'Esse cara ainda está aqui?'
''Em 1935, a Chevrolet inaugurava a primeira agência de automóveis de Londrina. Em 1949, a Chevrolet inicia a construção da sua nova sede'', informa o anúncio no álbum ''Norte do Paraná, Terra Abençoada''. Parece a ''certidão de nascimento'' do Edifício Autolon, pois quem virasse a página encontraria, no verso, fotografias mostrando a obra em evolução, a cargo da Predial Construtora de Londrina Ltda.
Situa-se na Rua Minas Gerais esquina com a Maranhão (quadra da Praça Willie Davids), espaço anteriormente dos escritórios de madeira da Companhia de Terras Norte do Paraná transferido à Autolon, certamente por influência de Arthur Thomas, dirigente das duas empresas.
Autolon, sigla de Auto-Comercial de Londrina Ltda., sucessora desde 1941 da Companhia de Automóveis de Londrina S.A., que fora a primeira Agência Chevrolet, em 1935. Entre os sócios da Autolon estavam Arthur Thomas, Celso Garcia Cid e Jordão Santoro, seu principal executivo, relembra Omeletino (Tino) Benato, que ingressou na empresa em 1939 e praticamente inaugurou o Edifício Autolon. Isto em dezembro de 1951, ao transferir a seção de autopeças, a primeira a ocupar espaço no térreo.
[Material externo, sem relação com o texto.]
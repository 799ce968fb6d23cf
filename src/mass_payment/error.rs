//! Mass Payment Error Types
//!
//! Three layers: failures reported by one iteration's executor, failures of the
//! checkpoint store, and the errors a caller of the orchestrator sees.

use thiserror::Error;

use crate::money::MoneyError;

/// Failure of a single issue-and-pay iteration
///
/// Explicit failures mean the ledger did not commit the transaction. Timeout
/// and network failures leave the outcome unknown.
#[derive(Error, Debug, Clone, PartialEq, Eq)]
pub enum ExecutorError {
    #[error("Counterparty rejected the transfer: {0}")]
    CounterpartyRejected(String),

    #[error("Notary conflict, input already consumed: {0}")]
    NotaryConflict(String),

    #[error("Transaction validation failed: {0}")]
    ValidationFailed(String),

    #[error("Timed out waiting for {0}")]
    Timeout(String),

    #[error("Network error: {0}")]
    Network(String),
}

impl ExecutorError {
    pub fn code(&self) -> &'static str {
        match self {
            ExecutorError::CounterpartyRejected(_) => "COUNTERPARTY_REJECTED",
            ExecutorError::NotaryConflict(_) => "NOTARY_CONFLICT",
            ExecutorError::ValidationFailed(_) => "VALIDATION_FAILED",
            ExecutorError::Timeout(_) => "TIMEOUT",
            ExecutorError::Network(_) => "NETWORK_ERROR",
        }
    }

    /// Ledger definitely did not commit
    #[inline]
    pub fn is_explicit_fail(&self) -> bool {
        matches!(
            self,
            ExecutorError::CounterpartyRejected(_)
                | ExecutorError::NotaryConflict(_)
                | ExecutorError::ValidationFailed(_)
        )
    }
}

/// Checkpoint store failures
#[derive(Error, Debug, Clone, PartialEq, Eq)]
pub enum CheckpointError {
    #[error("Checkpoint not found: {0}")]
    NotFound(String),

    #[error("Checkpoint already exists: {0}")]
    AlreadyExists(String),

    #[error("Checkpoint {request_id} moved: expected {expected} completed, found {actual}")]
    Conflict {
        request_id: String,
        expected: u32,
        actual: u32,
    },

    #[error("Checkpoint {request_id} inconsistent: {detail}")]
    Inconsistent { request_id: String, detail: String },

    /// Transient; the write may be retried
    #[error("Checkpoint storage error: {0}")]
    Storage(String),

    #[error("Checkpoint data corrupted: {0}")]
    Corrupted(String),

    /// The store refused the record itself; retrying cannot help
    #[error("Checkpoint write rejected: {0}")]
    Rejected(String),

    /// Another process owns the store
    #[error("Checkpoint store locked: {0}")]
    Locked(String),
}

impl CheckpointError {
    #[inline]
    pub fn is_transient(&self) -> bool {
        matches!(self, CheckpointError::Storage(_))
    }

    pub fn inconsistent(request_id: impl ToString, detail: impl Into<String>) -> Self {
        CheckpointError::Inconsistent {
            request_id: request_id.to_string(),
            detail: detail.into(),
        }
    }
}

impl From<sqlx::Error> for CheckpointError {
    fn from(e: sqlx::Error) -> Self {
        CheckpointError::Storage(e.to_string())
    }
}

impl From<std::io::Error> for CheckpointError {
    fn from(e: std::io::Error) -> Self {
        match e.kind() {
            std::io::ErrorKind::InvalidInput => CheckpointError::Rejected(e.to_string()),
            _ => CheckpointError::Storage(e.to_string()),
        }
    }
}

impl From<bincode::Error> for CheckpointError {
    fn from(e: bincode::Error) -> Self {
        CheckpointError::Corrupted(e.to_string())
    }
}

/// Errors returned by the orchestrator
///
/// Iteration failures are not errors: they are reported as
/// `OrchestrationOutcome::Failed`.
#[derive(Error, Debug)]
pub enum BatchError {
    // === Validation Errors ===
    #[error("Iteration count must be at least 1")]
    InvalidIterationCount,

    #[error("Invalid amount: {0}")]
    InvalidAmount(#[from] MoneyError),

    #[error("Unknown party: {0}")]
    UnknownParty(String),

    #[error("Not a notary: {0}")]
    NotANotary(String),

    #[error("Invalid request id: {0}")]
    InvalidRequestId(String),

    // === Lifecycle Errors ===
    #[error("Batch not found: {0}")]
    NotFound(String),

    #[error("Batch already running: {0}")]
    AlreadyRunning(String),

    #[error("Batch {request_id} cancelled after {completed} iterations")]
    Cancelled { request_id: String, completed: u32 },

    // === Checkpoint Errors ===
    #[error("Checkpoint inconsistency: {0}")]
    CheckpointInconsistency(String),

    /// Iteration committed on the ledger but the checkpoint could not record it
    #[error("Checkpoint write failed for committed iteration {iteration} after {attempts} attempts: {source}")]
    CheckpointWrite {
        iteration: u32,
        attempts: u32,
        #[source]
        source: CheckpointError,
    },

    #[error("Iteration {iteration} outcome unknown: {cause}")]
    InDoubt { iteration: u32, cause: ExecutorError },

    #[error("Checkpoint error: {0}")]
    Checkpoint(CheckpointError),
}

impl BatchError {
    pub fn code(&self) -> &'static str {
        match self {
            BatchError::InvalidIterationCount => "INVALID_ITERATION_COUNT",
            BatchError::InvalidAmount(_) => "INVALID_AMOUNT",
            BatchError::UnknownParty(_) => "UNKNOWN_PARTY",
            BatchError::NotANotary(_) => "NOT_A_NOTARY",
            BatchError::InvalidRequestId(_) => "INVALID_REQUEST_ID",
            BatchError::NotFound(_) => "BATCH_NOT_FOUND",
            BatchError::AlreadyRunning(_) => "ALREADY_RUNNING",
            BatchError::Cancelled { .. } => "CANCELLED",
            BatchError::CheckpointInconsistency(_) => "CHECKPOINT_INCONSISTENCY",
            BatchError::CheckpointWrite { .. } => "CHECKPOINT_WRITE_FAILED",
            BatchError::InDoubt { .. } => "IN_DOUBT",
            BatchError::Checkpoint(_) => "CHECKPOINT_ERROR",
        }
    }

    pub fn http_status(&self) -> u16 {
        match self {
            BatchError::InvalidIterationCount
            | BatchError::InvalidAmount(_)
            | BatchError::InvalidRequestId(_) => 400,
            BatchError::NotFound(_) => 404,
            BatchError::AlreadyRunning(_) | BatchError::Cancelled { .. } => 409,
            BatchError::UnknownParty(_) | BatchError::NotANotary(_) => 422,
            BatchError::CheckpointInconsistency(_)
            | BatchError::CheckpointWrite { .. }
            | BatchError::InDoubt { .. } => 500,
            BatchError::Checkpoint(_) => 503,
        }
    }
}

impl From<CheckpointError> for BatchError {
    fn from(e: CheckpointError) -> Self {
        match e {
            CheckpointError::NotFound(id) => BatchError::NotFound(id),
            CheckpointError::Inconsistent { .. } | CheckpointError::Corrupted(_) => {
                BatchError::CheckpointInconsistency(e.to_string())
            }
            other => BatchError::Checkpoint(other),
        }
    }
}
use std::future::Future;
use std::sync::Arc;

use tokio::sync::Mutex;
use tokio::task::JoinSet;

use crate::mass_payment::{CancelSignal, PaymentBatchOrchestrator};

/// Gateway shared state
pub struct AppState {
    pub orchestrator: Arc<PaymentBatchOrchestrator>,
    /// Tripped on shutdown; background runs stop between iterations
    pub shutdown: Arc<CancelSignal>,
    /// Background batch runs and the recovery worker, drained on shutdown
    tasks: Mutex<JoinSet<()>>,
}

impl AppState {
    pub fn new(orchestrator: Arc<PaymentBatchOrchestrator>, shutdown: Arc<CancelSignal>) -> Self {
        Self {
            orchestrator,
            shutdown,
            tasks: Mutex::new(JoinSet::new()),
        }
    }

    /// Spawn a task that shutdown waits for
    pub async fn spawn_tracked<F>(&self, task: F)
    where
        F: Future<Output = ()> + Send + 'static,
    {
        let mut tasks = self.tasks.lock().await;
        // Reap finished runs so the set only holds live ones
        while tasks.try_join_next().is_some() {}
        tasks.spawn(task);
    }

    pub async fn tracked_count(&self) -> usize {
        self.tasks.lock().await.len()
    }

    /// Wait for every tracked task; call after tripping `shutdown`
    pub async fn drain(&self) {
        let mut tasks = std::mem::take(&mut *self.tasks.lock().await);
        if tasks.is_empty() {
            return;
        }
        tracing::info!(tasks = tasks.len(), "Waiting for background runs to stop");
        while let Some(joined) = tasks.join_next().await {
            if let Err(e) = joined {
                tracing::error!(error = %e, "Background run panicked or was aborted");
            }
        }
        tracing::info!("Background runs stopped");
    }
}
''Organizei o estoque com um novo sistema, kardex, substituindo o anterior de fichas e etiquetas. Aí convoquei a turma e fizemos a mudança'', recorda Tino, que está com 82 anos. No Autolon, ele se tornou gerente do setor e permaneceu até 1959; a empresa seria desativada na década de 60.
Ao mesmo tempo que Tino Benato punha a autopeças embaixo, Antônio Ezídio da Silva instalava a alfaiataria no quinto andar, sala 510. ''Fui o primeiro no prédio'', afirma Ezídio, 75 anos, de uma família de Minas Gerais que chegou a Londrina em 1943. Repentinamente, entre as indagações do repórter, Ezídio se dá conta que está no Autolon há 60 anos e nesse tempo foi síndico por 35. ''Ezídio Alfaiate'', eis a referência mais duradoura do Autolon. ''Esse cara ainda está aqui?'', vez ou outra alguém pede a confirmação do porteiro.
Já se foram milhares de ternos, mas a confecção continua, naturalmente em ritmo lento relativamente à procura nas décadas de 50 e 60. Persiste um certo número de clientes alheios à produção industrial que chega às lojas, entre os quais Ezídio cita Serafim Meneghel, Mauro Viotto e Roberto Vezozzo. Serafim, após uma longa ausência, apareceu recentemente. ''Tudo o que não fizemos em oito anos, vamos fazer agora'', foi logo advertindo. E se abancou para uma longa conversa, segundo Ezídio, provavelmente o último dos alfaiates veteranos de Londrina em ação. (W.S.)